- [Exercise aim]: An exact copy of all the records is the expected answer.

═══ The records ═══

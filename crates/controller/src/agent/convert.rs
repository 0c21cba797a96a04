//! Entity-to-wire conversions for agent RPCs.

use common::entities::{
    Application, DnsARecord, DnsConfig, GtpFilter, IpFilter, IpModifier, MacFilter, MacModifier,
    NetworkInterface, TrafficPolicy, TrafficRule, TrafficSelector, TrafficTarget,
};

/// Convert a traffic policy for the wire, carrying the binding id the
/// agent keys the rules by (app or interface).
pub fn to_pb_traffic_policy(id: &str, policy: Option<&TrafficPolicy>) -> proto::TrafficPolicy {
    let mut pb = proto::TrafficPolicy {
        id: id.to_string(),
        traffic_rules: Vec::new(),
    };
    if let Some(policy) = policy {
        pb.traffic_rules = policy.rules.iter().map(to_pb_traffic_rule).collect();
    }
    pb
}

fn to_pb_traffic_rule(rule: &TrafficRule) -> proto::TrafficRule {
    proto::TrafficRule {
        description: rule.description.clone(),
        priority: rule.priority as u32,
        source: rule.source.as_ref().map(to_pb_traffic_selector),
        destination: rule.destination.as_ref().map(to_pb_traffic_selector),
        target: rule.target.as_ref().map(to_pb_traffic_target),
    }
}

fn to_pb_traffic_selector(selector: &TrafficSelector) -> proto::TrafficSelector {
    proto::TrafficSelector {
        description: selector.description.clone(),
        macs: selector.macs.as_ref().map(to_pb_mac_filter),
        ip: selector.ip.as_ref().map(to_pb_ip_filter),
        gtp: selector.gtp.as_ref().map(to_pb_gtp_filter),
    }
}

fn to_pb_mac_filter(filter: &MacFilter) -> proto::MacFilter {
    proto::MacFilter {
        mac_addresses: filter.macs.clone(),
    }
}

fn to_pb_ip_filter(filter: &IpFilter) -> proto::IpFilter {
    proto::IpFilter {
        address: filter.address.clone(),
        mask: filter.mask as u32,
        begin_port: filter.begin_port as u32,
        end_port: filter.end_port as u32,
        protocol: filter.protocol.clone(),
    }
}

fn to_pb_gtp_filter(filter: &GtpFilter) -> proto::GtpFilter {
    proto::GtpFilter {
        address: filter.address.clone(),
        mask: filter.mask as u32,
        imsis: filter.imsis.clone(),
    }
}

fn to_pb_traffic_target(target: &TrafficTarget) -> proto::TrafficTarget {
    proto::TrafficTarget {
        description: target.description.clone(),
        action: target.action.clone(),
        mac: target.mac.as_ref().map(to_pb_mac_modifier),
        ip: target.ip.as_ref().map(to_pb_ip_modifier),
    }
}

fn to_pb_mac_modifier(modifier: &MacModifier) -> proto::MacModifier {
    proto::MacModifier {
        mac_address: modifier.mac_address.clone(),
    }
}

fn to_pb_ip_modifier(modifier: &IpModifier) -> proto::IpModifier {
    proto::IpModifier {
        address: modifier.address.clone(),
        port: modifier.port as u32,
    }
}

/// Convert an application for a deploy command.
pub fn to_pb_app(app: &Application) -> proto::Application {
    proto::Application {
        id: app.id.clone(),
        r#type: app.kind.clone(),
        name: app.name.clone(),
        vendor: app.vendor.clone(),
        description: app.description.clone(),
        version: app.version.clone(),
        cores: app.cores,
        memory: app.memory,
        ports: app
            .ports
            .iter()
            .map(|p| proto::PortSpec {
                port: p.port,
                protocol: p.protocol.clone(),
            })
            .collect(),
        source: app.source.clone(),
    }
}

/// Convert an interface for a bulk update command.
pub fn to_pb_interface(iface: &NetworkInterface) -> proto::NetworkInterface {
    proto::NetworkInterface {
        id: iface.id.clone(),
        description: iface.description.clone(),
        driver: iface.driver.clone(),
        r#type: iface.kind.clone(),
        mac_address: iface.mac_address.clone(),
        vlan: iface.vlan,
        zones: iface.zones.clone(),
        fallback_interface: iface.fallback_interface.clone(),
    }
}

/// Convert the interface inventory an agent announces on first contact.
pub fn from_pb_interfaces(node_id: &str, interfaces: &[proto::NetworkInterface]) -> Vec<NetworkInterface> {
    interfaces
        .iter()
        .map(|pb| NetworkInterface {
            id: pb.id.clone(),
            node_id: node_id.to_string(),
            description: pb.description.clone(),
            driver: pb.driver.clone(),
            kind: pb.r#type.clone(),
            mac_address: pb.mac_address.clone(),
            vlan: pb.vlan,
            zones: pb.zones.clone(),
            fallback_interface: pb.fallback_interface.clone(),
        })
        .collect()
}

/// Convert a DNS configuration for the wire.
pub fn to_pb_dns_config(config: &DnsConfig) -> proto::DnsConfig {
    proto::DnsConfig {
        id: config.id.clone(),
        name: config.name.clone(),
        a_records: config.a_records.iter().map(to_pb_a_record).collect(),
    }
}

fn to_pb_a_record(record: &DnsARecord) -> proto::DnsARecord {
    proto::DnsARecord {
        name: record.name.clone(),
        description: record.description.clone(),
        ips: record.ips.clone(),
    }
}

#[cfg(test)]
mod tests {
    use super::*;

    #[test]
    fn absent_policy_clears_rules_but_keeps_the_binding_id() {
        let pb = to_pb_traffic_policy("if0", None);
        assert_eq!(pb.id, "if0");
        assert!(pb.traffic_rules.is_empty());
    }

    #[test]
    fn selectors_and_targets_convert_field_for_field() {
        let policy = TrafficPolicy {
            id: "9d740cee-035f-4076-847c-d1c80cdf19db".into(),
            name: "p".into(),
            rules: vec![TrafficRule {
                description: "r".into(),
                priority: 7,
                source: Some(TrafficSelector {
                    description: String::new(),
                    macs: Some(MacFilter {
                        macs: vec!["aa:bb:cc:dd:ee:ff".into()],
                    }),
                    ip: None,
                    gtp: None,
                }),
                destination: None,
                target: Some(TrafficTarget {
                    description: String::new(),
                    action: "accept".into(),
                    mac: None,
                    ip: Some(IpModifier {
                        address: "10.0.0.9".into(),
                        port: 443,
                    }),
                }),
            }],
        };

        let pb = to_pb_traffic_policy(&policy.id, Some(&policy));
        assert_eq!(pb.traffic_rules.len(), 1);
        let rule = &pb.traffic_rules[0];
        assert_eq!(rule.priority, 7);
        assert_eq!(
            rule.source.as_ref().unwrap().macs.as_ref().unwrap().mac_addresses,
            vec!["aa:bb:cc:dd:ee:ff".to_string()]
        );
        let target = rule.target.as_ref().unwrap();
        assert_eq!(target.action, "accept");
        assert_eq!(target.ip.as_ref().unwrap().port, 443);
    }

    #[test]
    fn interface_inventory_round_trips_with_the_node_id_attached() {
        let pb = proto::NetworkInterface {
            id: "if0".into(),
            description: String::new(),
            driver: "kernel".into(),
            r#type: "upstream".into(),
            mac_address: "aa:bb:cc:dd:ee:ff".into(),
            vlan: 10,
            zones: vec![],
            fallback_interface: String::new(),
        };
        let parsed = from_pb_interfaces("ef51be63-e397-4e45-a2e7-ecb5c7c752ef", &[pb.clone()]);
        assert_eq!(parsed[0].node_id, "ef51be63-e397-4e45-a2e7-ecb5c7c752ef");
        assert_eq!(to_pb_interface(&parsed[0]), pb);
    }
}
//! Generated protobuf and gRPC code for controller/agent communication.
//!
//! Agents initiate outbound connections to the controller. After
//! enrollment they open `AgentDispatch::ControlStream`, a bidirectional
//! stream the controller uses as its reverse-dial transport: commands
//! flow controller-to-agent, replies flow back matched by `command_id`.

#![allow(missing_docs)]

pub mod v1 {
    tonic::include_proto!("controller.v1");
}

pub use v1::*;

═══

- [Finished exercise]:
filename crates/controller/src/agent/convert.rs
repository 0c21cba797a96a04
//! Entity-to-wire conversions for agent RPCs.

use common::entities::{
    Application, DnsARecord, DnsConfig, GtpFilter, IpFilter, IpModifier, MacFilter, MacModifier,
    NetworkInterface, TrafficPolicy, TrafficRule, TrafficSelector, TrafficTarget,
};

/// Convert a traffic policy for the wire, carrying the binding id the
/// agent keys the rules by (app or interface).
pub fn to_pb_traffic_policy(id: &str, policy: Option<&TrafficPolicy>) -> proto::TrafficPolicy {
    let mut pb = proto::TrafficPolicy {
        id: id.to_string(),
        traffic_rules: Vec::new(),
    };
    if let Some(policy) = policy {
        pb.traffic_rules = policy.rules.iter().map(to_pb_traffic_rule).collect();
    }
    pb
}

fn to_pb_traffic_rule(rule: &TrafficRule) -> proto::TrafficRule {
    proto::TrafficRule {
        description: rule.description.clone(),
        priority: rule.priority as u32,
        source: rule.source.as_ref().map(to_pb_traffic_selector),
        destination: rule.destination.as_ref().map(to_pb_traffic_selector),
        target: rule.target.as_ref().map(to_pb_traffic_target),
    }
}

fn to_pb_traffic_selector(selector: &TrafficSelector) -> proto::TrafficSelector {
    proto::TrafficSelector {
        description: selector.description.clone(),
        macs: selector.macs.as_ref().map(to_pb_mac_filter),
        ip: selector.ip.as_ref().map(to_pb_ip_filter),
        gtp: selector.gtp.as_ref().map(to_pb_gtp_filter),
    }
}

fn to_pb_mac_filter(filter: &MacFilter) -> proto::MacFilter {
    proto::MacFilter {
        mac_addresses: filter.macs.clone(),
    }
}

fn to_pb_ip_filter(filter: &IpFilter) -> proto::IpFilter {
    proto::IpFilter {
        address: filter.address.clone(),
        mask: filter.mask as u32,
        begin_port: filter.begin_port as u32,
        end_port: filter.end_port as u32,
        protocol: filter.protocol.clone(),
    }
}

fn to_pb_gtp_filter(filter: &GtpFilter) -> proto::GtpFilter {
    proto::GtpFilter {
        address: filter.address.clone(),
        mask: filter.mask as u32,
        imsis: filter.imsis.clone(),
    }
}

fn to_pb_traffic_target(target: &TrafficTarget) -> proto::TrafficTarget {
    proto::TrafficTarget {
        description: target.description.clone(),
        action: target.action.clone(),
        mac: target.mac.as_ref().map(to_pb_mac_modifier),
        ip: target.ip.as_ref().map(to_pb_ip_modifier),
    }
}

fn to_pb_mac_modifier(modifier: &MacModifier) -> proto::MacModifier {
    proto::MacModifier {
        mac_address: modifier.mac_address.clone(),
    }
}

fn to_pb_ip_modifier(modifier: &IpModifier) -> proto::IpModifier {
    proto::IpModifier {
        address: modifier.address.clone(),
        port: modifier.port as u32,
    }
}

/// Convert an application for a deploy command.
pub fn to_pb_app(app: &Application) -> proto::Application {
    proto::Application {
        id: app.id.clone(),
        r#type: app.kind.clone(),
        name: app.name.clone(),
        vendor: app.vendor.clone(),
        description: app.description.clone(),
        version: app.version.clone(),
        cores: app.cores,
        memory: app.memory,
        ports: app
            .ports
            .iter()
            .map(|p| proto::PortSpec {
                port: p.port,
                protocol: p.protocol.clone(),
            })
            .collect(),
        source: app.source.clone(),
    }
}

/// Convert an interface for a bulk update command.
pub fn to_pb_interface(iface: &NetworkInterface) -> proto::NetworkInterface {
    proto::NetworkInterface {
        id: iface.id.clone(),
        description: iface.description.clone(),
        driver: iface.driver.clone(),
        r#type: iface.kind.clone(),
        mac_address: iface.mac_address.clone(),
        vlan: iface.vlan,
        zones: iface.zones.clone(),
        fallback_interface: iface.fallback_interface.clone(),
    }
}

/// Convert the interface inventory an agent announces on first contact.
pub fn from_pb_interfaces(node_id: &str, interfaces: &[proto::NetworkInterface]) -> Vec<NetworkInterface> {
    interfaces
        .iter()
        .map(|pb| NetworkInterface {
            id: pb.id.clone(),
            node_id: node_id.to_string(),
            description: pb.description.clone(),
            driver: pb.driver.clone(),
            kind: pb.r#type.clone(),
            mac_address: pb.mac_address.clone(),
            vlan: pb.vlan,
            zones: pb.zones.clone(),
            fallback_interface: pb.fallback_interface.clone(),
        })
        .collect()
}

/// Convert a DNS configuration for the wire.
pub fn to_pb_dns_config(config: &DnsConfig) -> proto::DnsConfig {
    proto::DnsConfig {
        id: config.id.clone(),
        name: config.name.clone(),
        a_records: config.a_records.iter().map(to_pb_a_record).collect(),
    }
}

fn to_pb_a_record(record: &DnsARecord) -> proto::DnsARecord {
    proto::DnsARecord {
        name: record.name.clone(),
        description: record.description.clone(),
        ips: record.ips.clone(),
    }
}

#[cfg(test)]
mod tests {
    use super::*;

    #[test]
    fn absent_policy_clears_rules_but_keeps_the_binding_id() {
        let pb = to_pb_traffic_policy("if0", None);
        assert_eq!(pb.id, "if0");
        assert!(pb.traffic_rules.is_empty());
    }

    #[test]
    fn selectors_and_targets_convert_field_for_field() {
        let policy = TrafficPolicy {
            id: "9d740cee-035f-4076-847c-d1c80cdf19db".into(),
            name: "p".into(),
            rules: vec![TrafficRule {
                description: "r".into(),
                priority: 7,
                source: Some(TrafficSelector {
                    description: String::new(),
                    macs: Some(MacFilter {
                        macs: vec!["aa:bb:cc:dd:ee:ff".into()],
                    }),
                    ip: None,
                    gtp: None,
                }),
                destination: None,
                target: Some(TrafficTarget {
                    description: String::new(),
                    action: "accept".into(),
                    mac: None,
                    ip: Some(IpModifier {
                        address: "10.0.0.9".into(),
                        port: 443,
                    }),
                }),
            }],
        };

        let pb = to_pb_traffic_policy(&policy.id, Some(&policy));
        assert_eq!(pb.traffic_rules.len(), 1);
        let rule = &pb.traffic_rules[0];
        assert_eq!(rule.priority, 7);
        assert_eq!(
            rule.source.as_ref().unwrap().macs.as_ref().unwrap().mac_addresses,
            vec!["aa:bb:cc:dd:ee:ff".to_string()]
        );
        let target = rule.target.as_ref().unwrap();
        assert_eq!(target.action, "accept");
        assert_eq!(target.ip.as_ref().unwrap().port, 443);
    }

    #[test]
    fn interface_inventory_round_trips_with_the_node_id_attached() {
        let pb = proto::NetworkInterface {
            id: "if0".into(),
            description: String::new(),
            driver: "kernel".into(),
            r#type: "upstream".into(),
            mac_address: "aa:bb:cc:dd:ee:ff".into(),
            vlan: 10,
            zones: vec![],
            fallback_interface: String::new(),
        };
        let parsed = from_pb_interfaces("ef51be63-e397-4e45-a2e7-ecb5c7c752ef", &[pb.clone()]);
        assert_eq!(parsed[0].node_id, "ef51be63-e397-4e45-a2e7-ecb5c7c752ef");
        assert_eq!(to_pb_interface(&parsed[0]), pb);
    }
}
//! Generated protobuf and gRPC code for controller/agent communication.
//!
//! Agents initiate outbound connections to the controller. After
//! enrollment they open `AgentDispatch::ControlStream`, a bidirectional
//! stream the controller uses as its reverse-dial transport: commands
//! flow controller-to-agent, replies flow back matched by `command_id`.

#![allow(missing_docs)]

pub mod v1 {
    tonic::include_proto!("controller.v1");
}

pub use v1::*;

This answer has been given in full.